La gestion du danger associé à la faune

Les programmes de gestion de la faune varient en qualité et en complexité selon les pays. Les programmes mis en place dans les pays en développement et les petits aéroports sont inexistants ou inefficaces. Dans les aéroports privés où la responsabilité des personnes morales importe—et dans les aéroports possédés et exploités par les gouvernements dont le régime réglementaire est éclairé—les programmes de gestion de la faune sont souvent progressistes et scientifiques.

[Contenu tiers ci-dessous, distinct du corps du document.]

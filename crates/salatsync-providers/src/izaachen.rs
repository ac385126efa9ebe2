//! Izaachen prayer-times provider (Germany).
//!
//! POST API: the request body carries the computation-method tuning the
//! deployment uses, plus coordinates and the target year. The response is a
//! whole-year calendar; records are filtered down to the requested month by
//! their embedded Gregorian date.

use std::time::Duration;

use chrono::Datelike;
use serde::{Deserialize, Serialize};
use tracing::debug;

use crate::error::{ProviderError, ProviderResult};
use crate::provider::{BoxFuture, MonthQuery, ScheduleProvider};
use crate::schedule::{DaySchedule, parse_gregorian_date, parse_local_timestamp};

/// Base URL for the Izaachen prayer-times API.
const API_URL: &str = "https://prayer-times-api.izaachen.de";

/// The prayer fields this provider reports, in canonical day order.
const PRAYER_FIELDS: [&str; 5] = ["fajr", "zuhr", "assr", "maghrib", "ishaa"];

/// Izaachen prayer-times client.
#[derive(Debug)]
pub struct IzaachenProvider {
    http_client: reqwest::Client,
}

impl IzaachenProvider {
    /// Creates a new provider with the given request timeout.
    pub fn new(timeout: Duration) -> Self {
        let http_client = reqwest::Client::builder()
            .timeout(timeout)
            .build()
            .expect("failed to create HTTP client");

        Self { http_client }
    }

    async fn fetch(&self, query: MonthQuery) -> ProviderResult<Vec<DaySchedule>> {
        let body = CalendarRequest {
            taqdir_method: "new_method",
            natural_motion_alignment_interpolation: true,
            longest_day_check: true,
            latitude: query.latitude,
            longitude: query.longitude,
            gmt_diff_hours: 1,
            fajr_no_taqdir: false,
            observe_dst: true,
            dst_deviation: 1,
            year: query.year.to_string(),
        };

        let response = self
            .http_client
            .post(API_URL)
            .json(&body)
            .send()
            .await
            .map_err(|e| {
                if e.is_timeout() {
                    ProviderError::network("request timeout")
                } else if e.is_connect() {
                    ProviderError::network(format!("connection failed: {}", e))
                } else {
                    ProviderError::network(format!("request failed: {}", e))
                }
            })?;

        let status = response.status();
        if !status.is_success() {
            let body = response.text().await.unwrap_or_default();
            return Err(ProviderError::upstream(format!(
                "API error ({}): {}",
                status, body
            )));
        }

        let body = response
            .text()
            .await
            .map_err(|e| ProviderError::network(format!("failed to read response: {}", e)))?;

        let calendar: CalendarResponse = serde_json::from_str(&body).map_err(|e| {
            ProviderError::invalid_response(format!("failed to parse response: {}", e))
        })?;

        let mut days = Vec::new();
        for entry in calendar.calendar {
            let date = parse_gregorian_date(&entry.astro_data.gregorian_date)?;

            // Year-scoped API: keep only the requested month.
            if date.year() != query.year || date.month() != query.month {
                continue;
            }

            let mut day = DaySchedule::new(date);
            for (name, raw) in PRAYER_FIELDS.iter().zip(entry.astro_data.timings()) {
                day = day.with_timing(*name, parse_local_timestamp(raw)?);
            }
            days.push(day);
        }

        debug!("fetched {} days for {}-{:02}", days.len(), query.year, query.month);
        Ok(days)
    }
}

impl ScheduleProvider for IzaachenProvider {
    fn name(&self) -> &str {
        "izaachen"
    }

    fn fetch_month(&self, query: MonthQuery) -> BoxFuture<'_, ProviderResult<Vec<DaySchedule>>> {
        Box::pin(async move {
            self.fetch(query)
                .await
                .map_err(|e| e.with_provider("izaachen"))
        })
    }
}

/// Request body for the calendar endpoint.
#[derive(Debug, Serialize)]
struct CalendarRequest {
    taqdir_method: &'static str,
    natural_motion_alignment_interpolation: bool,
    longest_day_check: bool,
    latitude: f64,
    longitude: f64,
    gmt_diff_hours: i32,
    fajr_no_taqdir: bool,
    observe_dst: bool,
    dst_deviation: i32,
    year: String,
}

/// Response from the calendar endpoint.
#[derive(Debug, Deserialize)]
struct CalendarResponse {
    #[serde(default)]
    calendar: Vec<CalendarEntry>,
}

/// One daily record of the year calendar.
#[derive(Debug, Deserialize)]
struct CalendarEntry {
    astro_data: AstroData,
}

/// The astronomical data block carrying the day's prayer timestamps.
#[derive(Debug, Deserialize)]
struct AstroData {
    gregorian_date: String,
    fajr: String,
    zuhr: String,
    assr: String,
    maghrib: String,
    ishaa: String,
}

impl AstroData {
    /// The timestamp strings in the same order as [`PRAYER_FIELDS`].
    fn timings(&self) -> [&String; 5] {
        [&self.fajr, &self.zuhr, &self.assr, &self.maghrib, &self.ishaa]
    }
}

L’influence et le contrôle que les organismes de réglementation nationaux exercent sur les programmes de gestion de la faune varient selon les pays. Certains organismes ont des régimes très structurés alors que d’autres se soumettent à la volonté des intervenants. Les règlements normatifs comme ceux que l’on trouve dans les divers programmes réglementaires nationaux—et les pratiques recommandées de l’Organisation de l’aviation civile internationale (OACI)—sont d’une efficacité limitée en raison des difficultés de surveillance et d’application. Cette situation s’explique à la fois par la nature très mobile et adaptative de la faune et par l’évolution constante du contexte dans lequel les programmes de gestion de la faune sont appliqués. Les changements dans le climat, le paysage humain et la réglementation environnementale—ainsi que des attentes sociétales capricieuses—font partie des nombreux facteurs qui font de la gestion de la faune une tâche extrêmement dynamique et complexe. La nature du problème de la faune exige non seulement une approche fondée sur la sécurité du système, mais également un cadre réglementaire qui vise, avant tout, le rendement.

 

Communication

La vulnérabilité des jets de transport commerciaux aux impacts d’oiseaux est devenue évidente au début des années 1960, peu après que leur utilisation a commencé à progresser. À mesure que leur taille et leur complexité augmentaient, la taille et la structure du secteur aéronautique prenaient également une nouvelle ampleur. La bonne gestion des risques associés à la faune dépendait d’une coopération et d’une communication efficaces entre tous les intervenants. Si la responsabilité est à l’origine de la gestion du risque associé à la faune, la communication est le moyen de l’améliorer.

National et international

Au Canada, la création, au début des années 60, du Comité associé contre le péril aviaire a marqué la première rencontre officielle d’experts dans le domaine de la gestion de la faune et de l’aviation. La première réunion du Comité européen pour la prévention du risque aviaire a eu lieu à Francfort, en Allemagne, en 1966. Depuis lors, de nombreux autres comités nationaux de lutte contre le péril aviaire ont été créés et la participation aux deux plus importants—Bird Strike Committee USA/Canada et le International Bird Strike Committee—augmente chaque année.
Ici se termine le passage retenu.